Эпоха гласности поначалу дала культурной жизни Ленинграда огромный толчок. Театры, концертные залы и кинотеатры внезапно оказались переполнены. «Для меня перестройка – знаете с чего началась? С фильма “Покаяние” Абуладзе, который в 84-м году показывали на широком экране» [1119]. Не менее яркий фильм того же года – драма А. Германа о милицейском следователе 1930-х «Мой друг Иван Лапшин», снятый в Ленинграде (хотя действие картины происходит в районе Криуши г. Астрахани), – также стал вехой перестройки, вернув в кино интеллигентную публику, почти покинувшую кинотеатры на излете советской эпохи[1120]. 1987 году Ленинградское телевидение (пятый канал) начало транслировать передачу «600 секунд» – своеобразный дайджест журналистских расследований, не имевший аналогов в истории советского телевидения, да и других средств массовой информации. Сочетая критику властей с ужасающими документальными кадрами «настоящих преступлений», программа не претендовала на объективность, но оторваться от нее было невозможно; она стремительно увеличивала свою аудиторию[1121]. В 1990 году документальный фильм С. Говорухина с участием того же телеведущего, А. Невзорова, «Так жить нельзя» сыграл на популярности новостной программы, призывая к социальным изменениям уже с киноэкрана.
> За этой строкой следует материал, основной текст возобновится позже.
//! The Tool Execution Manager: validates parameters, gates the call
//! through approval, routes it to its handler, and records the outcome as a
//! [`ToolExecution`].

use gcs_core::{RuntimeHandle, ToolExecution, ToolExecutionState, ToolKind, ToolResult};
use gcs_mcp::{ConnectionManager, DEFAULT_CALL_DEADLINE};
use gcs_registry::ToolRegistry;
use jsonschema::Validator;
use serde_json::Value;
use std::collections::HashMap;
use std::sync::Arc;
use std::time::Duration;
use tokio::sync::RwLock;
use tracing::{debug, warn};

use crate::approval::ApprovalGate;
use crate::error::ExecutionError;
use crate::local::LocalToolHandler;

/// The Tool Execution Manager.
pub struct ExecutionManager {
    registry: ToolRegistry,
    mcp: Option<Arc<ConnectionManager>>,
    approval: Arc<ApprovalGate>,
    local_handlers: RwLock<HashMap<String, Arc<dyn LocalToolHandler>>>,
    runtime: RwLock<Option<Arc<dyn RuntimeHandle>>>,
    call_deadline: Duration,
}

impl ExecutionManager {
    /// Build a manager bound to the shared registry and approval gate.
    #[must_use]
    pub fn new(registry: ToolRegistry, approval: Arc<ApprovalGate>) -> Self {
        Self {
            registry,
            mcp: None,
            approval,
            local_handlers: RwLock::new(HashMap::new()),
            runtime: RwLock::new(None),
            call_deadline: DEFAULT_CALL_DEADLINE,
        }
    }

    /// Bind the MCP Connection Manager used to route `external` tools.
    #[must_use]
    pub fn with_mcp(mut self, mcp: Arc<ConnectionManager>) -> Self {
        self.mcp = Some(mcp);
        self
    }

    /// Override the per-call execution deadline.
    #[must_use]
    pub fn with_call_deadline(mut self, deadline: Duration) -> Self {
        self.call_deadline = deadline;
        self
    }

    /// Register a handler for a `local` or `service` tool name.
    pub async fn register_local(&self, name: impl Into<String>, handler: Arc<dyn LocalToolHandler>) {
        self.local_handlers.write().await.insert(name.into(), handler);
    }

    /// Set the capability handle passed to local tools that delegate back
    /// into the runtime (e.g. composite tools).
    pub async fn set_runtime(&self, runtime: Arc<dyn RuntimeHandle>) {
        *self.runtime.write().await = Some(runtime);
    }

    /// Run the full pipeline: lookup, validate, approve, route, execute,
    /// record.
    pub async fn execute(&self, tool_name: &str, parameters: Value) -> ToolExecution {
        let mut execution = ToolExecution::new(tool_name, parameters.clone());

        let Some(definition) = self.registry.get(tool_name).await else {
            execution.advance(ToolExecutionState::Completed);
            execution.result = Some(ToolResult::failure(tool_name, ExecutionError::ToolNotFound(tool_name.to_string()).to_string()));
            return execution;
        };

        if let Err(e) = validate_parameters(&definition.parameters, &parameters) {
            execution.advance(ToolExecutionState::Completed);
            execution.result = Some(ToolResult::failure(tool_name, e.to_string()));
            return execution;
        }

        execution.advance(ToolExecutionState::AwaitingApproval);
        execution.approval_mode = definition.approval_policy;

        match self.approval.evaluate(&definition, &parameters).await {
            Ok(_) => execution.approved = true,
            Err(e) => {
                execution.advance(ToolExecutionState::Completed);
                execution.result = Some(ToolResult::failure(tool_name, e.to_string()));
                return execution;
            },
        }

        execution.advance(ToolExecutionState::Scheduled);
        execution.advance(ToolExecutionState::Executing);

        let outcome = tokio::time::timeout(self.call_deadline, self.route(&definition, parameters)).await;

        let result = match outcome {
            Ok(Ok(content)) => ToolResult::success(tool_name, content),
            Ok(Err(e)) => ToolResult::failure(tool_name, e.to_string()),
            Err(_) => ToolResult::failure(tool_name, ExecutionError::ExecutionTimeout(tool_name.to_string()).to_string()),
        };

        execution.complete(result);
        execution
    }

    async fn route(&self, definition: &gcs_core::ToolDefinition, parameters: Value) -> Result<String, ExecutionError> {
        match definition.kind {
            ToolKind::Local | ToolKind::Service => {
                let handler = self
                    .local_handlers
                    .read()
                    .await
                    .get(&definition.name)
                    .cloned()
                    .ok_or_else(|| ExecutionError::NoRoute(definition.name.clone()))?;
                let runtime = self.runtime.read().await.clone().ok_or_else(|| {
                    ExecutionError::ExecutionFailed { tool: definition.name.clone(), reason: "no runtime handle bound".into() }
                })?;
                handler.execute(parameters, &runtime).await.map_err(|e| match e {
                    ExecutionError::ToolNotFound(_)
                    | ExecutionError::ValidationFailed { .. }
                    | ExecutionError::ApprovalDenied(_)
                    | ExecutionError::ApprovalTimeout(_)
                    | ExecutionError::NoRoute(_)
                    | ExecutionError::ExecutionTimeout(_)
                    | ExecutionError::ExecutionFailed { .. } => e,
                })
            },
            ToolKind::External => {
                let mcp = self.mcp.as_ref().ok_or_else(|| ExecutionError::NoRoute(definition.name.clone()))?;
                let server_id = definition
                    .origin
                    .as_ref()
                    .ok_or_else(|| ExecutionError::NoRoute(definition.name.clone()))?;

                let result = mcp
                    .call_tool(server_id, &definition.name, parameters, self.call_deadline)
                    .await
                    .map_err(|e| match e.kind() {
                        gcs_core::ErrorKind::ExecutionTimeout => {
                            ExecutionError::ExecutionTimeout(definition.name.clone())
                        },
                        gcs_core::ErrorKind::NoRoute => ExecutionError::NoRoute(definition.name.clone()),
                        _ => ExecutionError::ExecutionFailed { tool: definition.name.clone(), reason: e.to_string() },
                    })?;

                if result.success {
                    Ok(result.text)
                } else {
                    Err(ExecutionError::ExecutionFailed { tool: definition.name.clone(), reason: result.text })
                }
            },
        }
    }
}

fn validate_parameters(schema: &Value, parameters: &Value) -> Result<(), ExecutionError> {
    let validator = Validator::new(schema).map_err(|e| ExecutionError::ValidationFailed {
        tool: "<schema>".to_string(),
        reason: format!("tool schema itself is invalid: {e}"),
    })?;
    if let Err(e) = validator.validate(parameters) {
        warn!(error = %e, "tool parameters failed schema validation");
        return Err(ExecutionError::ValidationFailed { tool: "<schema>".to_string(), reason: e.to_string() });
    }
    debug!("parameters validated against schema");
    Ok(())
}

#[cfg(test)]
mod tests {
    use super::*;
    use async_trait::async_trait;
    use gcs_core::ToolDefinition;

    struct Echo;

    #[async_trait]
    impl LocalToolHandler for Echo {
        async fn execute(&self, parameters: Value, _runtime: &Arc<dyn RuntimeHandle>) -> Result<String, ExecutionError> {
            Ok(parameters.to_string())
        }
    }

    fn manager_with_yolo() -> ExecutionManager {
        let registry = ToolRegistry::new();
        let gate = Arc::new(ApprovalGate::new());
        ExecutionManager::new(registry, gate)
    }

    #[tokio::test]
    async fn unknown_tool_fails_fast() {
        let manager = manager_with_yolo();
        let execution = manager.execute("nope", serde_json::json!({})).await;
        assert_eq!(execution.state, ToolExecutionState::Completed);
        assert!(!execution.result.unwrap().success);
    }

    #[tokio::test]
    async fn local_tool_executes_under_yolo_mode() {
        let manager = manager_with_yolo();
        manager.approval.set_global_mode(gcs_core::ApprovalPolicy::Yolo).await;
        manager.registry.register(ToolDefinition::local("echo", "echoes")).await;
        manager.register_local("echo", Arc::new(Echo)).await;
        manager.set_runtime(Arc::new(gcs_core::testing::StubRuntime::new())).await;

        let execution = manager.execute("echo", serde_json::json!({"x": 1})).await;
        assert!(execution.result.unwrap().success);
    }

    #[tokio::test]
    async fn invalid_parameters_fail_validation() {
        let manager = manager_with_yolo();
        manager.approval.set_global_mode(gcs_core::ApprovalPolicy::Yolo).await;
        let tool = ToolDefinition::local("strict", "strict")
            .with_parameters(serde_json::json!({"type": "object", "required": ["x"], "properties": {"x": {"type": "string"}}}));
        manager.registry.register(tool).await;
        manager.register_local("strict", Arc::new(Echo)).await;

        let execution = manager.execute("strict", serde_json::json!({})).await;
        let result = execution.result.unwrap();
        assert!(!result.success);
    }
}
//! The MCP Connection Manager: connects to external tool servers over
//! stdio or streamable HTTP, keeps the shared Tool Registry in sync with
//! their advertised tools, and monitors connection health in the
//! background.

#![deny(unsafe_code)]
#![warn(missing_docs)]
#![deny(clippy::all)]
#![warn(unreachable_pub)]

mod error;
mod manager;
mod registry_store;
mod types;

pub use error::{McpError, McpResult};
pub use manager::{server_id_for_url, ConnectionManager, DEFAULT_CALL_DEADLINE};
pub use registry_store::{RegistryStore, RegistryStoreConfig};
pub use types::{content_hash, McpToolResult, ServerCapabilities, ServerRecord, ServerStatus, Transport};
Период гласности сопровождался прорывом и в театре. В частности, отмена жесткого контроля за проведением публичных мероприятий и прекращение культурной цензуры вызвали всплеск активности студийных групп. Как и неформальные институты в целом, театры-студии теперь имели законное право на существование – они могли подавать заявки на получение собственного помещения, рекламировать свои спектакли и беспрепятственно впускать любое количество зрителей. Любители театра с энтузиазмом восприняли возможность увидеть постановки авангардной классики, новую драматургию или оригинальные прочтения уже знакомых пьес. Ленинградцы вдруг столкнулись с постановками, где не было традиционного разделения на актеров и зрителей – ив целом публике это нравилось. Даже драма на «безопасную» тему – такую, как восстание декабристов, – могла трактоваться в смелом и необычном ключе:

Спектакль этот необычный. Он начинается еще в фойе, где при свете свечей возникают перед зрителями герои прошлого, и песня о бесконечных и трудных дорогах жизни вовлекает нас в атмосферу далеких драматических событий. Актеры не пытаются перевоплощаться в конкретных исторических персонажей, не стремятся уверять нас, что на сцене – «реальная» площадь перед Сенатом, или покои дворца, или далекое поселение в Сибири (тем более что и сцены-то как таковой нет – все происходит буквально рядом со зрителями) [Клюевская 1988][1122].